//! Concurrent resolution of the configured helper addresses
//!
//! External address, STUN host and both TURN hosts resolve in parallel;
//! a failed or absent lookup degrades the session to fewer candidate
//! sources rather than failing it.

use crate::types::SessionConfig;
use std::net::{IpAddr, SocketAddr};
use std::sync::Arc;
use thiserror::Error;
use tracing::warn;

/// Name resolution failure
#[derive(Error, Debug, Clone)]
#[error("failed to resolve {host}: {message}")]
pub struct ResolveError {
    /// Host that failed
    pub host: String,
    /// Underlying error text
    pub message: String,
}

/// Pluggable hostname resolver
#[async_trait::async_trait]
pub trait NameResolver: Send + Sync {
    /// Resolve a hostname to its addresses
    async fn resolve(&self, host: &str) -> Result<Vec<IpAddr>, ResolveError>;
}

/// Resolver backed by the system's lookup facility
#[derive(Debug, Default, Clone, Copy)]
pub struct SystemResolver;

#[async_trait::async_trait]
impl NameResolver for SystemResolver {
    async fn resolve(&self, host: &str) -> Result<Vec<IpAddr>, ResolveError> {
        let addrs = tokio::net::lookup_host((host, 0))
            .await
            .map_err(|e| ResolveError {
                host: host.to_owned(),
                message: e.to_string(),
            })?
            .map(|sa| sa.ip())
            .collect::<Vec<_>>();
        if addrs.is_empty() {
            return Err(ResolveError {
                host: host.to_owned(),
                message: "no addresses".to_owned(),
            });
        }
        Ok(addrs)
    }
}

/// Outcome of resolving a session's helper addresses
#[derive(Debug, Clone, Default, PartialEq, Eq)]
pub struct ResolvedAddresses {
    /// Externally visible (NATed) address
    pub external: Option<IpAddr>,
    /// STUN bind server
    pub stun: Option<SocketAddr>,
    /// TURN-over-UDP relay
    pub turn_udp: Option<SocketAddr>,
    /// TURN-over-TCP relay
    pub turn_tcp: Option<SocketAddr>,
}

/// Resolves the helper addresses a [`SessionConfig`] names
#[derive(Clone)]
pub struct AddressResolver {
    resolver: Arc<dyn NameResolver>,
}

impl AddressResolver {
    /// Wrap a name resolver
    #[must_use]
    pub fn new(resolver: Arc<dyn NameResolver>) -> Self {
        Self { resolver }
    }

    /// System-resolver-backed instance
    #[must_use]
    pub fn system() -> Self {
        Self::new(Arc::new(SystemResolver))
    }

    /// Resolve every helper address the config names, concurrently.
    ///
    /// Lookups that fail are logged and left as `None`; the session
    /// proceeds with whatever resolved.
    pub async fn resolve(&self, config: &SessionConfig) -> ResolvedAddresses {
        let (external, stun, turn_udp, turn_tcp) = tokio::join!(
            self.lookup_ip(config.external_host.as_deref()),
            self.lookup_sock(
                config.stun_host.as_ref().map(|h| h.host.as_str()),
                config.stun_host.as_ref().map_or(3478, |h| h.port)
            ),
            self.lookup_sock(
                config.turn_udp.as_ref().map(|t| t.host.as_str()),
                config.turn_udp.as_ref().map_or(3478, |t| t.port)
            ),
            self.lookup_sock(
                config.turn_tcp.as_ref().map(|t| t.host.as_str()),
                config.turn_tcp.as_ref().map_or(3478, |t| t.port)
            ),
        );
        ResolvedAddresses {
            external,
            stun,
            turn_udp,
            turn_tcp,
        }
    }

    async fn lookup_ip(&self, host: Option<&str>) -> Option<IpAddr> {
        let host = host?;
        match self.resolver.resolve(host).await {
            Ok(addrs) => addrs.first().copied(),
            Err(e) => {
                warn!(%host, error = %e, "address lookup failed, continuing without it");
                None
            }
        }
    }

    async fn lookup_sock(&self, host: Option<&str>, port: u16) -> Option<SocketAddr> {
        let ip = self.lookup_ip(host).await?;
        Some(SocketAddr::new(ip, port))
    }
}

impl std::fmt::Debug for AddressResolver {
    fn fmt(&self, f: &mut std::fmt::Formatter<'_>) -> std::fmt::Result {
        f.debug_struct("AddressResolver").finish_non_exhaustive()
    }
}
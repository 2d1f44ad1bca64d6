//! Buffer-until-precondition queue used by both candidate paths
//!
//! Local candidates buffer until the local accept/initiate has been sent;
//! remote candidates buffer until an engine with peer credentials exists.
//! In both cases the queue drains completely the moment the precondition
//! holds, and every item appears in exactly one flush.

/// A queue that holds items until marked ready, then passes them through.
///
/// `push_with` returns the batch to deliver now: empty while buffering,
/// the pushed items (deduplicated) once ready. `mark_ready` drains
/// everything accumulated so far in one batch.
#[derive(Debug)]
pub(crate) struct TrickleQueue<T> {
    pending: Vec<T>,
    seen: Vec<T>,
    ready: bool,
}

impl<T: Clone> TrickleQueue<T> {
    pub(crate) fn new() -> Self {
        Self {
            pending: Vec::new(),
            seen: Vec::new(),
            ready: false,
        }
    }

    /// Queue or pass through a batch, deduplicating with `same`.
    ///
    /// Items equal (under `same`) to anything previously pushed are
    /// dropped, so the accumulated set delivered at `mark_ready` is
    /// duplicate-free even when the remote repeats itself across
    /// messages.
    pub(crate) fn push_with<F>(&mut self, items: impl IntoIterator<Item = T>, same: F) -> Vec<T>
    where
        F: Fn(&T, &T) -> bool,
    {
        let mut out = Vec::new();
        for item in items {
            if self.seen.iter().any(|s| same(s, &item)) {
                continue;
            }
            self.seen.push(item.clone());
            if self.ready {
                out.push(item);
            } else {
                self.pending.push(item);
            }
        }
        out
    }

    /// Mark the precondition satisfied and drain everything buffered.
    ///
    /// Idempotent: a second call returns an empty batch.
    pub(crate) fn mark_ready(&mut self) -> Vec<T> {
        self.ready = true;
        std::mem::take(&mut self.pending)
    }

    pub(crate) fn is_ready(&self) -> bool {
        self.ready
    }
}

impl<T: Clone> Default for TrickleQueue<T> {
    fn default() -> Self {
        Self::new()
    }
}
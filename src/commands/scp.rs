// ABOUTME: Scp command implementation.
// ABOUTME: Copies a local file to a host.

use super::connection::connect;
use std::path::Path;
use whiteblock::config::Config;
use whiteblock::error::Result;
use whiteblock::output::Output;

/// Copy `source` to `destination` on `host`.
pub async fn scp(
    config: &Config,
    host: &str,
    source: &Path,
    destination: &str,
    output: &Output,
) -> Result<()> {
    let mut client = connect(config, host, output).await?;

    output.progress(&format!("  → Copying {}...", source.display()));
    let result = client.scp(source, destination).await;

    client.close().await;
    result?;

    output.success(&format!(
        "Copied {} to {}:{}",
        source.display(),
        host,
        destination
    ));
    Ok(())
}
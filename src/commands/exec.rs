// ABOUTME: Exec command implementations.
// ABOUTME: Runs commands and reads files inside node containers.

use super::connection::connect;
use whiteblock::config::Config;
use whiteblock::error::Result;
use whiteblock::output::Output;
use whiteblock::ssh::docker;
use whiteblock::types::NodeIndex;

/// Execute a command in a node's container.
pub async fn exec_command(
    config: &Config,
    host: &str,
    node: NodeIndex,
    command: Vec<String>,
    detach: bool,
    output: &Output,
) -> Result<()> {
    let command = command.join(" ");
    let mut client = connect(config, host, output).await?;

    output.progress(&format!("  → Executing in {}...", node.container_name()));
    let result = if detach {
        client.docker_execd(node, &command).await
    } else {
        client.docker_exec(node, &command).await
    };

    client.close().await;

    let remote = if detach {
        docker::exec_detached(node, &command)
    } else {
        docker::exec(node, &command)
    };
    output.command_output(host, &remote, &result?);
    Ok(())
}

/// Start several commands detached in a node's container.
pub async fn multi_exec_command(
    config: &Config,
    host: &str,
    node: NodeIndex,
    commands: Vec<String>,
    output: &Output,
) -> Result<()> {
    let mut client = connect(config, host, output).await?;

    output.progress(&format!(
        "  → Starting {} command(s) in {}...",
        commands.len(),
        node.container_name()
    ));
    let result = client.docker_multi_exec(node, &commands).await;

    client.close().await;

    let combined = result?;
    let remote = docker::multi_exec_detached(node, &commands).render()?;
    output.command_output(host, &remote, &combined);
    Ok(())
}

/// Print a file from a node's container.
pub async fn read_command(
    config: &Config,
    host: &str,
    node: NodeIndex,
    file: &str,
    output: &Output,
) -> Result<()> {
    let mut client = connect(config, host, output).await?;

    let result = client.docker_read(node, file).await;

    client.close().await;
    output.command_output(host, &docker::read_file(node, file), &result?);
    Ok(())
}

==

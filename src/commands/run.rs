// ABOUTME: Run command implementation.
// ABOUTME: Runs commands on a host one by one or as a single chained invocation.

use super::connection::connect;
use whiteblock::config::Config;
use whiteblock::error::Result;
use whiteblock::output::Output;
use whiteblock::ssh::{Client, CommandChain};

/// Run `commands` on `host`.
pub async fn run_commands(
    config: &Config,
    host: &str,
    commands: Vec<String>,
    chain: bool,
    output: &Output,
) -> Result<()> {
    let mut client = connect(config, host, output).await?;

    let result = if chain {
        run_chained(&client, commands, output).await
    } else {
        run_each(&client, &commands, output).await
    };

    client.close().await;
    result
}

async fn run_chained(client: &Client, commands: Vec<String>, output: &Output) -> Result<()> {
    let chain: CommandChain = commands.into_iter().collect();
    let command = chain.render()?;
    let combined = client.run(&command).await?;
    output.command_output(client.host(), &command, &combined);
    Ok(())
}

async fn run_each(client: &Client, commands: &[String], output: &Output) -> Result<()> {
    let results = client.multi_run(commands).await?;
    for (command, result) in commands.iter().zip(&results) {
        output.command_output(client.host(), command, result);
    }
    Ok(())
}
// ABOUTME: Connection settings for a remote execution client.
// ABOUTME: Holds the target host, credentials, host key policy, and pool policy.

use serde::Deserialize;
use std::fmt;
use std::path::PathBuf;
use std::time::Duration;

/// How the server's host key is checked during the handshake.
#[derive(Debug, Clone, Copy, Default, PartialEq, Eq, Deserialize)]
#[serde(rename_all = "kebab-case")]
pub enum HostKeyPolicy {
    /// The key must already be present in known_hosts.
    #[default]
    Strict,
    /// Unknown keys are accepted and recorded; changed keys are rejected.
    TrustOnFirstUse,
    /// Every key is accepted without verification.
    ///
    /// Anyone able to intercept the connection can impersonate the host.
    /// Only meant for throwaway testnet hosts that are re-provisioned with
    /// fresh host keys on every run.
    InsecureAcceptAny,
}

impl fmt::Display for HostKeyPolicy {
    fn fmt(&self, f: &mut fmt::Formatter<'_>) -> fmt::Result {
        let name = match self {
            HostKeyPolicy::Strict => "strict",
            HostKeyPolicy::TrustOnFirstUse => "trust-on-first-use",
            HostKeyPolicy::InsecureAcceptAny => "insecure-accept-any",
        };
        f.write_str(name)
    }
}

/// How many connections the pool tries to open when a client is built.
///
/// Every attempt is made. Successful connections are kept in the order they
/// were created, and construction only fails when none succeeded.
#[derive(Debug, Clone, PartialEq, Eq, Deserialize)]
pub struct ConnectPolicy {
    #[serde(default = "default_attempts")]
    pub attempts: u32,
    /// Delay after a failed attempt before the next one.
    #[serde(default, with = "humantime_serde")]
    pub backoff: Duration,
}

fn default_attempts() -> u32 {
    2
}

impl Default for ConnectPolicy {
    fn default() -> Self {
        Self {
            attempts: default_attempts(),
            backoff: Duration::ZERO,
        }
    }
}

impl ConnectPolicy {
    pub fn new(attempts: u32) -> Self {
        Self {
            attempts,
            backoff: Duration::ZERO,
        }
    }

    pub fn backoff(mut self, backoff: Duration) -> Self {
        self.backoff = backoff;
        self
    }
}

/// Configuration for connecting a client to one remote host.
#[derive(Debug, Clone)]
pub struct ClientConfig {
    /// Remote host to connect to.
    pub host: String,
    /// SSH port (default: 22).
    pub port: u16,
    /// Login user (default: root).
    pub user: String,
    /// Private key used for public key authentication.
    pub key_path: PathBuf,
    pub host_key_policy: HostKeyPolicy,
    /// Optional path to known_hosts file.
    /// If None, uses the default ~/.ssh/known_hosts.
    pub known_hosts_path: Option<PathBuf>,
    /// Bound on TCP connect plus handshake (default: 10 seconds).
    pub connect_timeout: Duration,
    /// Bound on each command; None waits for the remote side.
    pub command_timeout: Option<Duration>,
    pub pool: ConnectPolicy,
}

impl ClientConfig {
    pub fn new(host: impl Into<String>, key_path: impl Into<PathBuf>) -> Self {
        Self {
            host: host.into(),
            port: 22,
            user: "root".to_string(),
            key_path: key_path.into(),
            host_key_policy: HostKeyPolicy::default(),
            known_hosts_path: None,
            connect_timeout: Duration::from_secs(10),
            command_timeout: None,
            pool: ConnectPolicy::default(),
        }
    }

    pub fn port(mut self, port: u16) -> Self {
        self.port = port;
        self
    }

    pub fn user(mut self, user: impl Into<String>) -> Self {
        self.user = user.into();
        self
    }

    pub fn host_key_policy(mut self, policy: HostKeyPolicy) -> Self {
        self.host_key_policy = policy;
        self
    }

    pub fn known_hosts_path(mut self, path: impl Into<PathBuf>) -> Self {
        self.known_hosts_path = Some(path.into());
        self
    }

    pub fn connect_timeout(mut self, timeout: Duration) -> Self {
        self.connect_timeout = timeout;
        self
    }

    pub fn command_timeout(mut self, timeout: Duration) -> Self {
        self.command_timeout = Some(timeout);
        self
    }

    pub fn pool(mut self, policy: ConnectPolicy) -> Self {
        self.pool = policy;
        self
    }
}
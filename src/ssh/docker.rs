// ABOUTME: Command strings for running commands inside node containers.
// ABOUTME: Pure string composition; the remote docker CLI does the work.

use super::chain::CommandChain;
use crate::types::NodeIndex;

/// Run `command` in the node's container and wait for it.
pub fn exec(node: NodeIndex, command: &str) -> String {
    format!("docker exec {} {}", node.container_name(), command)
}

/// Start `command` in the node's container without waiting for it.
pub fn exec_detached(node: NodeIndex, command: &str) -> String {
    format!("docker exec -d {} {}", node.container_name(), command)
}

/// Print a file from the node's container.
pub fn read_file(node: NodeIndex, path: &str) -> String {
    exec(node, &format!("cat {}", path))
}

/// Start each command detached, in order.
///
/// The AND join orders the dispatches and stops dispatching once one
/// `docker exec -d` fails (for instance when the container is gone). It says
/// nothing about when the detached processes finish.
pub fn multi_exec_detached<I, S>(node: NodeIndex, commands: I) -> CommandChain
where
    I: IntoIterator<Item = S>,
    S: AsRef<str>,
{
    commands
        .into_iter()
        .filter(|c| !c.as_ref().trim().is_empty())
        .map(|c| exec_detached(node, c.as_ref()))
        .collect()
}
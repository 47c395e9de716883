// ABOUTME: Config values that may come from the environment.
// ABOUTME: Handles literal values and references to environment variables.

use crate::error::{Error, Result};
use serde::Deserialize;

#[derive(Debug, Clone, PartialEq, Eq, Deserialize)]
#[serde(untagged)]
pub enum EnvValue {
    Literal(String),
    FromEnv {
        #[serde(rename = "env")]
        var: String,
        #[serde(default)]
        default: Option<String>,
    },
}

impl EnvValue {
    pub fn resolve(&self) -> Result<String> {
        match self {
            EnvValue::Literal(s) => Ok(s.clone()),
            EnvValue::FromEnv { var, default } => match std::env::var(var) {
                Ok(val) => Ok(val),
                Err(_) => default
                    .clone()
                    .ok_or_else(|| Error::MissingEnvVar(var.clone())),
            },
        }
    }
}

==

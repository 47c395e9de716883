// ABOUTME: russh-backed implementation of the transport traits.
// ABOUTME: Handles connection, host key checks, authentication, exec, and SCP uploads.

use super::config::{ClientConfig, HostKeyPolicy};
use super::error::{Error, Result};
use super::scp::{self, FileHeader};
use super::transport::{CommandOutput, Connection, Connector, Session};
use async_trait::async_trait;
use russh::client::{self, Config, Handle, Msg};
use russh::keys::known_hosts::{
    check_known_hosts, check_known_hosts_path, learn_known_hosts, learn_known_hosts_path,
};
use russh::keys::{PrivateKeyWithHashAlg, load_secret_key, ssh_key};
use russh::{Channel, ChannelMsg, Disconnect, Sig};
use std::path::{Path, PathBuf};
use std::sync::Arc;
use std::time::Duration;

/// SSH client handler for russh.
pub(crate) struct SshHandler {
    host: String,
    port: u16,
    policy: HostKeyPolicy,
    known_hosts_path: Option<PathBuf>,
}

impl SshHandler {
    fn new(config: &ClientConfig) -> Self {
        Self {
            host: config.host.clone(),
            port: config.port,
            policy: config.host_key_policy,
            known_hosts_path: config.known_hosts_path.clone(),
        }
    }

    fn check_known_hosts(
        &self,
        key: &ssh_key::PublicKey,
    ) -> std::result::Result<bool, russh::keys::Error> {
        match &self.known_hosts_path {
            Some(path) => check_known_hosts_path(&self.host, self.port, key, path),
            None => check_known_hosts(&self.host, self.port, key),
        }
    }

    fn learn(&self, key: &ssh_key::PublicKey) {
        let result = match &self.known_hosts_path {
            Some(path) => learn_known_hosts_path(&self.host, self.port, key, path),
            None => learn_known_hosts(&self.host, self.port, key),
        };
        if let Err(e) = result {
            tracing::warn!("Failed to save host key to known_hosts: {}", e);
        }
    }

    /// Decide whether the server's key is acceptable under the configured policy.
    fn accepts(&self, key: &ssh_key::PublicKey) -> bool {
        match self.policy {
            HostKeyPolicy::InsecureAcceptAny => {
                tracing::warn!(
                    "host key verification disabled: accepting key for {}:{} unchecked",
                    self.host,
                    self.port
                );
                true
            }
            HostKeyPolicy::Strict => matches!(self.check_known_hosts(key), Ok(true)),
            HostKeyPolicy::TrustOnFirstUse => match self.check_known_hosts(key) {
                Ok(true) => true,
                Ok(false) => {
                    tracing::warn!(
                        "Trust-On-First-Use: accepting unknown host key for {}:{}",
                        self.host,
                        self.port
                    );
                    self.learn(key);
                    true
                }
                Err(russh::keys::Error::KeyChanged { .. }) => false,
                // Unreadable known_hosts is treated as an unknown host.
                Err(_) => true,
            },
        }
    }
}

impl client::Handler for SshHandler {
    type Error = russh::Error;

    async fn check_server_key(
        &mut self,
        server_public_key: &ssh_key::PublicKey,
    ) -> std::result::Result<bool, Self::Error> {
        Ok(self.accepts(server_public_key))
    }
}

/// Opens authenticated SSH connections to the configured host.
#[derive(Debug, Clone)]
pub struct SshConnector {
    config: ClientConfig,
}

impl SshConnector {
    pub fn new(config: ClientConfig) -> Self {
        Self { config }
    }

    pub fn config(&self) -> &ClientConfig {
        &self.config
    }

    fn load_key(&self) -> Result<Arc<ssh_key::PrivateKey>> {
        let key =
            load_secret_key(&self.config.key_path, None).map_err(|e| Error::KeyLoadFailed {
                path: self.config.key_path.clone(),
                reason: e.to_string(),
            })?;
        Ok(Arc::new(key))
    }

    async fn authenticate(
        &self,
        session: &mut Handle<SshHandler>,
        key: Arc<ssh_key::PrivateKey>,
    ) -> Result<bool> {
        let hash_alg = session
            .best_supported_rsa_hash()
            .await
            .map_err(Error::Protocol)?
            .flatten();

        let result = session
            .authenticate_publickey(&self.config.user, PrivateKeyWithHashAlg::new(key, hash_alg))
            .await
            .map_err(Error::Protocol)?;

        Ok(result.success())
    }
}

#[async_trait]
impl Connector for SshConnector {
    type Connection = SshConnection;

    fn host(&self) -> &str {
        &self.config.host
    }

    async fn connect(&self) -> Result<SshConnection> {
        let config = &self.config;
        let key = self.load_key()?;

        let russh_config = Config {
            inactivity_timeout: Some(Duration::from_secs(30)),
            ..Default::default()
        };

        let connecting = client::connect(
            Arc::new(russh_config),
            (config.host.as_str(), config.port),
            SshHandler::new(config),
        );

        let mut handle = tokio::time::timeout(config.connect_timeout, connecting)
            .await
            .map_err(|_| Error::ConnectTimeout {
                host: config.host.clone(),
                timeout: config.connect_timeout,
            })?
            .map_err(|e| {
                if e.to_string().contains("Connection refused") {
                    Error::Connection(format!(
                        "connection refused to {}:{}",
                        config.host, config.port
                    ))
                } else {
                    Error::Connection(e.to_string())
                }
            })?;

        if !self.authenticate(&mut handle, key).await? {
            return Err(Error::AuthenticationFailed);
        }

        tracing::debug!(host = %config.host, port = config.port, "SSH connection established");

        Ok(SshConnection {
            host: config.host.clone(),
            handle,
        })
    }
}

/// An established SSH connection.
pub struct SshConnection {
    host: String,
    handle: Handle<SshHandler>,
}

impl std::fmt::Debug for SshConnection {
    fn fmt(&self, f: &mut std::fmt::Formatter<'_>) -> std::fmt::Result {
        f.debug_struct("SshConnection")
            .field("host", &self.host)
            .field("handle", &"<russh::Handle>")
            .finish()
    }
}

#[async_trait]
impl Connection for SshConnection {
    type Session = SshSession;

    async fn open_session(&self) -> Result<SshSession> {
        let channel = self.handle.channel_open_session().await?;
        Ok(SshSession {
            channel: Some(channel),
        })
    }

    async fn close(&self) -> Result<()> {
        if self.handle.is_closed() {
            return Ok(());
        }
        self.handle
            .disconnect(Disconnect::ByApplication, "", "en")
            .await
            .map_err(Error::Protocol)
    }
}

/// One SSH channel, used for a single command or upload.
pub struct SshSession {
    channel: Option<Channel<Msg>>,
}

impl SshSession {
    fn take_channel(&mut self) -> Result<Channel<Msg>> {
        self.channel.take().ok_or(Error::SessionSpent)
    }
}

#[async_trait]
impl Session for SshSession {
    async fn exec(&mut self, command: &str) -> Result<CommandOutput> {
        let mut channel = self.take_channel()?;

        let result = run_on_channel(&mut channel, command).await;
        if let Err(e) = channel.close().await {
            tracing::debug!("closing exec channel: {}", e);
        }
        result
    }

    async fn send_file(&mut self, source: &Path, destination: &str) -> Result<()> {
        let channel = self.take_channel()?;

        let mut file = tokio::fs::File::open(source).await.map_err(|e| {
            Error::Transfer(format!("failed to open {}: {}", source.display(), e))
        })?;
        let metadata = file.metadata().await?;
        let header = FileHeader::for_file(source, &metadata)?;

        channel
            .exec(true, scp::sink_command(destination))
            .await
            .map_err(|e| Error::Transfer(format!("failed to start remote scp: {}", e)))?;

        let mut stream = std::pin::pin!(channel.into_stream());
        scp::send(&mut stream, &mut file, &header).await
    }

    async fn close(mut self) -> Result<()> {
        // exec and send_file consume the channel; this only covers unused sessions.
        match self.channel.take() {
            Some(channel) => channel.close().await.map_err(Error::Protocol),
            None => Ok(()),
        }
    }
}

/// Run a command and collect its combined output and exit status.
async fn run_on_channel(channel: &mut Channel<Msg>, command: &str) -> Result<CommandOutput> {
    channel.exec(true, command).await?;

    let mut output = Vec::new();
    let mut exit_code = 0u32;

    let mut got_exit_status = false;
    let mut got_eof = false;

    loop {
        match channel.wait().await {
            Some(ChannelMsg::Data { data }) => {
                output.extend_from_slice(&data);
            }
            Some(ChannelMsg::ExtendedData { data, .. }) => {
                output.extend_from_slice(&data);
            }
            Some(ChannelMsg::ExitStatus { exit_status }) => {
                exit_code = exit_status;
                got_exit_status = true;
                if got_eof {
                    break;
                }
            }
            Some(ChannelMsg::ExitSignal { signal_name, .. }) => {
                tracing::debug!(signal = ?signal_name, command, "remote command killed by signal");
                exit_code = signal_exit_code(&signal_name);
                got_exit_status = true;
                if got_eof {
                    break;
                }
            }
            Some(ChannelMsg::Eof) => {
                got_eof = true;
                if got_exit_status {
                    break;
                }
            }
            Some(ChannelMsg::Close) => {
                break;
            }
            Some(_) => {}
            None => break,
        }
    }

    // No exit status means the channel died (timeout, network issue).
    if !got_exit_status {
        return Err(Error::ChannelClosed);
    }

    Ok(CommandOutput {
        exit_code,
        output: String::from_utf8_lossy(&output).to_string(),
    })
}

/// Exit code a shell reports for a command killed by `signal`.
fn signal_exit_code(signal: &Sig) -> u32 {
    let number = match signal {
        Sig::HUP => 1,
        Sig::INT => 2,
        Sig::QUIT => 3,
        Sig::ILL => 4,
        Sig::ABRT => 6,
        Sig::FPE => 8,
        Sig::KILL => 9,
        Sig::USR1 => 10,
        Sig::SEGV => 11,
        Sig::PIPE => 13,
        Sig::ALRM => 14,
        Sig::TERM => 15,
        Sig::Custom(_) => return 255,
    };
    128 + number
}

• ASSIGNMENT: Each line containing the word "names" must be pulled from the listing and copied.

• RESULT OF THIS EXERCISE:
/// Resolves the helper addresses a [`SessionConfig`] names
    /// Resolve every helper address the config names, concurrently.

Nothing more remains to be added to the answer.